Two distinct JobFailedEvent shapes exist. The reactor-level ReactorEventTypes.JOB_FAILED (10005) carries error: Error; the executor-level JobExecutorEventTypes.JOB_FAILED (20002) carries error: string. Check which enum you subscribed to before reading error.
See Reactor event system for the full list of event types.
Working with the operation store
The IOperationStore provides direct access to the append-only operation log.
const { operationStore } = module;
// Get operations since a specific revision
const ops = await operationStore.getSince(docId, "global", "main", 5);
// Get the latest revision per scope
const revisions = await operationStore.getRevisions(docId, "main");
Writing directly to the operation store bypasses the job queue, reducers, and read models. In almost all cases, use reactor.execute() or reactor.load() instead. Direct store access is intended for read-only inspection, debugging, and testing.
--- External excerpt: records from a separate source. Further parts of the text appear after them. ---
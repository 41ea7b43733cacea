//! Authentication core: login, registration, role and liveness checks.
//!
//! Holds no state of its own. Every call re-reads the account store and the
//! token ledger, so a ledger deletion takes effect on the very next check.

use std::sync::Arc;

use chrono::{DateTime, Duration, Utc};
use serde::Serialize;

use crate::store::StoreError;

use super::clock::{Clock, SystemClock};
use super::context::RequestContext;
use super::error::AuthError;
use super::password::{CredentialError, CredentialVerifier};
use super::token::TokenCodec;
use super::traits::{token_digest, AccountStore, AppRegistry, NewAccount, Role, TokenLedger};

/// Default token lifetime: one hour.
pub const DEFAULT_TOKEN_TTL_SECS: i64 = 3600;

/// Minimum password length accepted at registration. Only the empty
/// password is refused unless a deployment raises it.
pub const DEFAULT_MIN_PASSWORD_LEN: usize = 1;

/// Longest email address accepted (RFC 5321 path limit).
const MAX_EMAIL_LEN: usize = 254;

/// Account details resolved from a live token.
#[derive(Debug, Clone, PartialEq, Eq, Serialize)]
pub struct UserInfo {
    pub id: i64,
    pub name: String,
    pub email: String,
    pub role: Role,
    pub activated: bool,
    pub app_id: i64,
    pub expires_at: DateTime<Utc>,
}

pub struct AuthService {
    accounts: Arc<dyn AccountStore>,
    apps: Arc<dyn AppRegistry>,
    ledger: Arc<dyn TokenLedger>,
    codec: TokenCodec,
    verifier: CredentialVerifier,
    clock: Arc<dyn Clock>,
    token_ttl: Duration,
    min_password_len: usize,
}

impl AuthService {
    pub fn new(
        accounts: Arc<dyn AccountStore>,
        apps: Arc<dyn AppRegistry>,
        ledger: Arc<dyn TokenLedger>,
        token_ttl: Duration,
    ) -> Self {
        Self {
            accounts,
            apps,
            ledger,
            codec: TokenCodec::new(),
            verifier: CredentialVerifier::default(),
            clock: Arc::new(SystemClock),
            token_ttl,
            min_password_len: DEFAULT_MIN_PASSWORD_LEN,
        }
    }

    /// Use one backend for accounts, apps and the ledger.
    pub fn from_store<S>(store: Arc<S>, token_ttl: Duration) -> Self
    where
        S: AccountStore + AppRegistry + TokenLedger + 'static,
    {
        Self::new(store.clone(), store.clone(), store, token_ttl)
    }

    pub fn with_clock(mut self, clock: Arc<dyn Clock>) -> Self {
        self.clock = clock;
        self
    }

    pub fn with_verifier(mut self, verifier: CredentialVerifier) -> Self {
        self.verifier = verifier;
        self
    }

    pub fn with_min_password_len(mut self, len: usize) -> Self {
        self.min_password_len = len;
        self
    }

    pub fn token_ttl(&self) -> Duration {
        self.token_ttl
    }

    pub fn clock(&self) -> Arc<dyn Clock> {
        Arc::clone(&self.clock)
    }

    pub fn ledger(&self) -> Arc<dyn TokenLedger> {
        Arc::clone(&self.ledger)
    }

    // ── Login ───────────────────────────────────────────────────────

    /// Verify credentials and issue a token scoped to `app_id`.
    ///
    /// The token is only returned once its ledger record is written. If the
    /// request is cancelled before that, the caller gets `Cancelled` and the
    /// plaintext is dropped.
    pub async fn login(
        &self,
        ctx: &RequestContext,
        email: &str,
        password: &str,
        app_id: i64,
    ) -> Result<String, AuthError> {
        const OP: &str = "auth.login";
        let email = normalize_email(email);
        tracing::info!(op = OP, email = %email, app_id, "attempting to login user");

        ctx.run(OP, self.login_inner(email, password.to_string(), app_id))
            .await
    }

    async fn login_inner(
        &self,
        email: String,
        password: String,
        app_id: i64,
    ) -> Result<String, AuthError> {
        const OP: &str = "auth.login";

        let account = match self.accounts.account_by_email(&email).await {
            Ok(account) => account,
            Err(StoreError::NotFound) => {
                let verifier = self.verifier;
                if let Err(e) = tokio::task::spawn_blocking(move || verifier.burn(&password)).await {
                    tracing::debug!(op = OP, error = %e, "dummy hash task failed");
                }
                tracing::warn!(op = OP, email = %email, "user not found");
                return Err(AuthError::InvalidCredentials);
            }
            Err(e) => return Err(AuthError::store("accounts.by_email", e)),
        };

        let verifier = self.verifier;
        let stored_hash = account.password_hash.clone();
        let verified = tokio::task::spawn_blocking(move || verifier.verify(&stored_hash, &password))
            .await
            .map_err(|e| AuthError::internal(OP, e))?;
        match verified {
            Ok(true) => {}
            Ok(false) => {
                tracing::info!(op = OP, user_id = account.id, "invalid credentials");
                return Err(AuthError::InvalidCredentials);
            }
            Err(CredentialError::MalformedHash(reason)) => {
                tracing::error!(
                    op = OP,
                    user_id = account.id,
                    reason = %reason,
                    "stored password hash is unusable"
                );
                return Err(AuthError::InvalidCredentials);
            }
            Err(e) => return Err(e.into()),
        }

        let app = match self.apps.app(app_id).await {
            Ok(app) => app,
            Err(StoreError::NotFound) => {
                tracing::warn!(op = OP, app_id, "app not found");
                return Err(AuthError::AppNotFound);
            }
            Err(e) => return Err(AuthError::store("apps.by_id", e)),
        };

        let issued = self
            .codec
            .issue(&account, &app, self.token_ttl, self.clock.now())?;

        // Same instant as the `exp` claim; never recomputed here.
        match self
            .ledger
            .record(&issued.token, account.id, issued.expires_at)
            .await
        {
            Ok(()) => {}
            Err(StoreError::Conflict) => {
                tracing::error!(op = OP, user_id = account.id, "token digest collision");
                return Err(AuthError::internal(
                    "ledger.record",
                    anyhow::anyhow!("token digest already recorded"),
                ));
            }
            Err(StoreError::NotFound) => {
                tracing::warn!(op = OP, user_id = account.id, "account vanished during login");
                return Err(AuthError::UserNotFound);
            }
            Err(e) => {
                tracing::warn!(op = OP, user_id = account.id, "token not saved");
                return Err(AuthError::store("ledger.record", e));
            }
        }

        tracing::info!(op = OP, user_id = account.id, app_id, "user logged in successfully");
        Ok(issued.token)
    }

    // ── Registration ────────────────────────────────────────────────

    /// Create a `user`-role, not-yet-activated account. Returns its id.
    pub async fn register(
        &self,
        ctx: &RequestContext,
        email: &str,
        password: &str,
    ) -> Result<i64, AuthError> {
        const OP: &str = "auth.register";
        let email = normalize_email(email);
        tracing::info!(op = OP, email = %email, "registering user");

        validate_email(&email)?;
        if password.chars().count() < self.min_password_len {
            return Err(AuthError::InvalidInput(format!(
                "password must be at least {} characters",
                self.min_password_len
            )));
        }

        let password = password.to_string();
        ctx.run(OP, async move {
            let verifier = self.verifier;
            let password_hash = tokio::task::spawn_blocking(move || verifier.hash(&password))
                .await
                .map_err(|e| AuthError::internal(OP, e))??;

            let name = email.split('@').next().unwrap_or_default().to_string();
            let new = NewAccount {
                name,
                email: email.clone(),
                password_hash,
            };

            match self.accounts.create_account(new).await {
                Ok(id) => {
                    tracing::info!(op = OP, user_id = id, "user registered");
                    Ok(id)
                }
                Err(StoreError::Conflict) => {
                    tracing::info!(op = OP, email = %email, "user already exists");
                    Err(AuthError::UserExists)
                }
                Err(e) => {
                    tracing::error!(op = OP, "failed to save user");
                    Err(AuthError::store("accounts.create", e))
                }
            }
        })
        .await
    }

    // ── Checks ──────────────────────────────────────────────────────

    pub async fn is_admin(&self, ctx: &RequestContext, user_id: i64) -> Result<bool, AuthError> {
        const OP: &str = "auth.is_admin";
        tracing::debug!(op = OP, user_id, "checking if user is admin");

        ctx.run(OP, async {
            match self.accounts.role(user_id).await {
                Ok(role) => {
                    let is_admin = role == Role::Admin;
                    tracing::debug!(op = OP, user_id, is_admin, "checked if user is admin");
                    Ok(is_admin)
                }
                Err(StoreError::NotFound) => Err(AuthError::UserNotFound),
                Err(e) => Err(AuthError::store("accounts.role", e)),
            }
        })
        .await
    }

    /// Whether the ledger holds a live record for `token`.
    ///
    /// The ledger is authoritative: a token whose signature and `exp` still
    /// verify is not authenticated once its record is gone or expired.
    pub async fn is_authenticated(
        &self,
        ctx: &RequestContext,
        token: &str,
    ) -> Result<bool, AuthError> {
        const OP: &str = "auth.is_authenticated";
        if token.is_empty() {
            return Ok(false);
        }

        ctx.run(OP, async {
            let live = self
                .ledger
                .is_live(token, self.clock.now())
                .await
                .map_err(|e| AuthError::store("ledger.is_live", e))?;
            tracing::debug!(op = OP, is_authenticated = live, "checked token liveness");
            Ok::<_, AuthError>(live)
        })
        .await
    }

    /// Resolve the account behind a token. Requires a valid signature, an
    /// unexpired claim and a live ledger record.
    pub async fn user_info(&self, ctx: &RequestContext, token: &str) -> Result<UserInfo, AuthError> {
        const OP: &str = "auth.user_info";

        ctx.run(OP, async {
            let now = self.clock.now();
            let claims = self.codec.parse(token, self.apps.as_ref(), now).await?;

            let live = self
                .ledger
                .is_live(token, now)
                .await
                .map_err(|e| AuthError::store("ledger.is_live", e))?;
            if !live {
                tracing::debug!(op = OP, user_id = claims.sub, "token signature ok but not live");
                return Err(AuthError::TokenNotLive);
            }

            let account = match self.accounts.account(claims.sub).await {
                Ok(account) => account,
                Err(StoreError::NotFound) => return Err(AuthError::UserNotFound),
                Err(e) => return Err(AuthError::store("accounts.by_id", e)),
            };

            let expires_at = claims
                .expires_at()
                .ok_or_else(|| AuthError::internal(OP, anyhow::anyhow!("exp out of range")))?;

            Ok::<_, AuthError>(UserInfo {
                id: account.id,
                name: account.name,
                email: account.email,
                role: account.role,
                activated: account.activated,
                app_id: claims.app,
                expires_at,
            })
        })
        .await
    }

    // ── Revocation ──────────────────────────────────────────────────

    /// Delete the ledger record for `token`. Returns whether one existed.
    pub async fn logout(&self, ctx: &RequestContext, token: &str) -> Result<bool, AuthError> {
        const OP: &str = "auth.logout";

        ctx.run(OP, async {
            let revoked = self
                .ledger
                .revoke(token)
                .await
                .map_err(|e| AuthError::store("ledger.revoke", e))?;
            tracing::info!(op = OP, revoked, token = %fingerprint(token), "token revoked");
            Ok::<_, AuthError>(revoked)
        })
        .await
    }

    /// Revoke every token issued to `user_id`.
    pub async fn revoke_sessions(
        &self,
        ctx: &RequestContext,
        user_id: i64,
    ) -> Result<u64, AuthError> {
        const OP: &str = "auth.revoke_sessions";

        ctx.run(OP, async {
            let revoked = self
                .ledger
                .revoke_all(user_id)
                .await
                .map_err(|e| AuthError::store("ledger.revoke_all", e))?;
            tracing::info!(op = OP, user_id, revoked, "sessions revoked");
            Ok::<_, AuthError>(revoked)
        })
        .await
    }
}

/// Short hex prefix of the token digest, safe to log.
fn fingerprint(token: &str) -> String {
    hex::encode(&token_digest(token)[..6])
}

fn normalize_email(email: &str) -> String {
    email.trim().to_lowercase()
}

fn validate_email(email: &str) -> Result<(), AuthError> {
    if email.is_empty() {
        return Err(AuthError::InvalidInput("email cannot be empty".into()));
    }
    if email.len() > MAX_EMAIL_LEN {
        return Err(AuthError::InvalidInput(format!(
            "email too long (max {MAX_EMAIL_LEN} characters)"
        )));
    }
    match email.split_once('@') {
        Some((local, domain)) if !local.is_empty() && !domain.is_empty() => Ok(()),
        _ => Err(AuthError::InvalidInput("email must look like name@domain".into())),
    }
}

// ── Tests ───────────────────────────────────────────────────────────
Registering custom read models
A read model receives operations after each job's write phase completes and builds a derived view of the data.
import type { IReadModel } from "@powerhousedao/reactor";
class MyCustomReadModel implements IReadModel {
// `name` identifies the read model for lookup via getReadModel
readonly name = "my-custom-read-model";
async indexOperations(operations: OperationWithContext[]): Promise<void> {
for (const { operation, context } of operations) {
// Build your derived view
}
}
}
const reactor = await new ReactorBuilder()
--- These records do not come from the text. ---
//! Password hashing and verification.
//!
//! Hashes are PBKDF2-HMAC-SHA256 PHC strings
//! (`$pbkdf2-sha256$i=<rounds>,l=32$<salt>$<hash>`) with a random 16-byte
//! salt per account. The round count is fixed per deployment; verification
//! reads it back from the stored string, so raising it later only affects
//! new hashes.

use pbkdf2::password_hash::{self, PasswordHash, PasswordHasher, PasswordVerifier, SaltString};
use pbkdf2::{Params, Pbkdf2};
use rand::RngCore;
use thiserror::Error;

/// Default PBKDF2 round count (OWASP 2023 recommendation for HMAC-SHA256).
pub const DEFAULT_ROUNDS: u32 = 600_000;

/// Salt byte length.
const SALT_BYTES: usize = 16;

/// Derived key length in bytes.
const OUTPUT_BYTES: usize = 32;

/// Fixed salt used to burn the same CPU time when no account exists.
const DUMMY_SALT: &str = "c3NvZHVtbXlzYWx0MDAwMA";

#[derive(Debug, Error, Clone, PartialEq, Eq)]
pub enum CredentialError {
    /// Producing a new hash failed.
    #[error("password hashing failed: {0}")]
    Hash(String),

    /// The stored hash could not be parsed or uses an unsupported scheme.
    #[error("stored password hash is malformed: {0}")]
    MalformedHash(String),
}

/// Salted, iterated password hashing with a fixed work factor.
#[derive(Debug, Clone, Copy)]
pub struct CredentialVerifier {
    rounds: u32,
}

impl Default for CredentialVerifier {
    fn default() -> Self {
        Self::new(DEFAULT_ROUNDS)
    }
}

impl CredentialVerifier {
    pub fn new(rounds: u32) -> Self {
        Self { rounds }
    }

    pub fn rounds(&self) -> u32 {
        self.rounds
    }

    fn params(&self) -> Params {
        Params {
            rounds: self.rounds,
            output_length: OUTPUT_BYTES,
        }
    }

    /// Hash a plaintext password for storage.
    pub fn hash(&self, password: &str) -> Result<String, CredentialError> {
        let mut salt_bytes = [0u8; SALT_BYTES];
        rand::rngs::OsRng.fill_bytes(&mut salt_bytes);
        let salt =
            SaltString::encode_b64(&salt_bytes).map_err(|e| CredentialError::Hash(e.to_string()))?;

        Pbkdf2
            .hash_password_customized(password.as_bytes(), None, None, self.params(), &salt)
            .map(|hash| hash.to_string())
            .map_err(|e| CredentialError::Hash(e.to_string()))
    }

    /// Check `candidate` against a stored hash.
    ///
    /// `Ok(false)` means the password is wrong. `Err` means the stored hash
    /// itself is unusable, which is an operator problem rather than a
    /// caller mistake.
    pub fn verify(&self, stored_hash: &str, candidate: &str) -> Result<bool, CredentialError> {
        let parsed = PasswordHash::new(stored_hash)
            .map_err(|e| CredentialError::MalformedHash(e.to_string()))?;

        // Output comparison inside verify_password is constant-time.
        match Pbkdf2.verify_password(candidate.as_bytes(), &parsed) {
            Ok(()) => Ok(true),
            Err(password_hash::Error::Password) => Ok(false),
            Err(e) => Err(CredentialError::MalformedHash(e.to_string())),
        }
    }

    /// Spend the same work as [`verify`](Self::verify) without a stored hash,
    /// so an unknown email costs as much as a wrong password.
    pub fn burn(&self, candidate: &str) {
        if let Ok(salt) = SaltString::from_b64(DUMMY_SALT) {
            let _ = Pbkdf2.hash_password_customized(
                candidate.as_bytes(),
                None,
                None,
                self.params(),
                &salt,
            );
        }
    }
}

#[cfg(test)]
mod tests {
    use super::*;

    fn verifier() -> CredentialVerifier {
        CredentialVerifier::new(1_000)
    }

    #[test]
    fn hash_then_verify() {
        let v = verifier();
        let hash = v.hash("correct horse").unwrap();
        assert!(hash.starts_with("$pbkdf2-sha256$"));
        assert!(v.verify(&hash, "correct horse").unwrap());
    }

    #[test]
    fn wrong_password_is_false_not_error() {
        let v = verifier();
        let hash = v.hash("correct horse").unwrap();
        assert!(!v.verify(&hash, "battery staple").unwrap());
    }

    #[test]
    fn hashes_are_salted() {
        let v = verifier();
        let h1 = v.hash("same password").unwrap();
        let h2 = v.hash("same password").unwrap();
        assert_ne!(h1, h2);
        assert!(v.verify(&h1, "same password").unwrap());
        assert!(v.verify(&h2, "same password").unwrap());
    }

    #[test]
    fn work_factor_is_recorded_in_hash() {
        let hash = CredentialVerifier::new(1_234).hash("pw").unwrap();
        assert!(hash.contains("i=1234"));
        // A verifier configured differently still accepts it.
        assert!(CredentialVerifier::new(5_000).verify(&hash, "pw").unwrap());
    }

    #[test]
    fn malformed_stored_hash_is_an_error() {
        let v = verifier();
        let err = v.verify("not-a-phc-string", "anything").unwrap_err();
        assert!(matches!(err, CredentialError::MalformedHash(_)));
    }

    #[test]
    fn burn_does_not_panic() {
        verifier().burn("whatever");
    }
}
.withDocumentModels([todoListModule])
.withReadModel(new MyCustomReadModel())
.build();
Read models registered via withReadModel() run in the pre-ready phase — they complete before JOB_READ_READY fires. This is in contrast to processors (registered via ProcessorManager), which run in the post-ready phase.
Example: integration test setup
A common use case for the low-level API is writing integration tests that need full control over the reactor lifecycle:
ReactorClientBuilder.buildModule() returns both the client and the reactorModule (the same InProcessReactorModule you get from ReactorBuilder.buildModule()). Hand it a ReactorBuilder via withReactorBuilder and it builds the reactor for you:
import { ReactorBuilder, ReactorClientBuilder } from "@powerhousedao/reactor";
import { ConsoleLogger } from "document-model";
async function createTestReactor() {
const builder = new ReactorBuilder()
.withDocumentModels([todoListModule])
.withLogger(new ConsoleLogger());
// buildModule returns both the client and the reactor module internals
const { client, reactorModule } = await new ReactorClientBuilder()
.withReactorBuilder(builder)
.buildModule();
return { client, reactorModule };
}
// In your test
const { client, reactorModule } = await createTestReactor();
// Use client for high-level operations
const doc = await client.createEmpty("powerhouse/todo-list");
// Use the reactor module for low-level inspection
const ops = await reactorModule.operationStore.getSince(
doc.header.id,
"global",
"main",
0,
);
expect(ops.results.length).toBe(1);
// Cleanup
reactorModule.reactor.kill();
If you already built a reactor and have its internals, wire them directly instead of passing a builder:
const client = await new ReactorClientBuilder()
.withReactor(
module.reactor,
module.eventBus,
module.documentIndexer,
module.documentView,
)
.build();
ReactorClientBuilder methods
| Method | Description |
|---|---|
withLogger(logger) | Set the logger (defaults to ConsoleLogger) |
withReactorBuilder(builder) | Build the reactor from a ReactorBuilder (mutually exclusive with withReactor) |
withReactor(reactor, eventBus, documentIndexer, documentView) | Wire an already-built reactor and its internals |
withSigner(config) | Set an ISigner or SignerConfig for signing/verification |
withSubscriptionManager(manager) | Provide a custom subscription manager |
withJobAwaiter(awaiter) | Provide a custom job awaiter |
withDocumentModelLoader(loader) | Set a custom document model loader (forwarded to the reactor builder) |
build() | Build and return the IReactorClient |
buildModule() | Build and return the client plus its reactor module internals |
You must call exactly one of withReactorBuilder or withReactor before build()/buildModule(), or the build throws.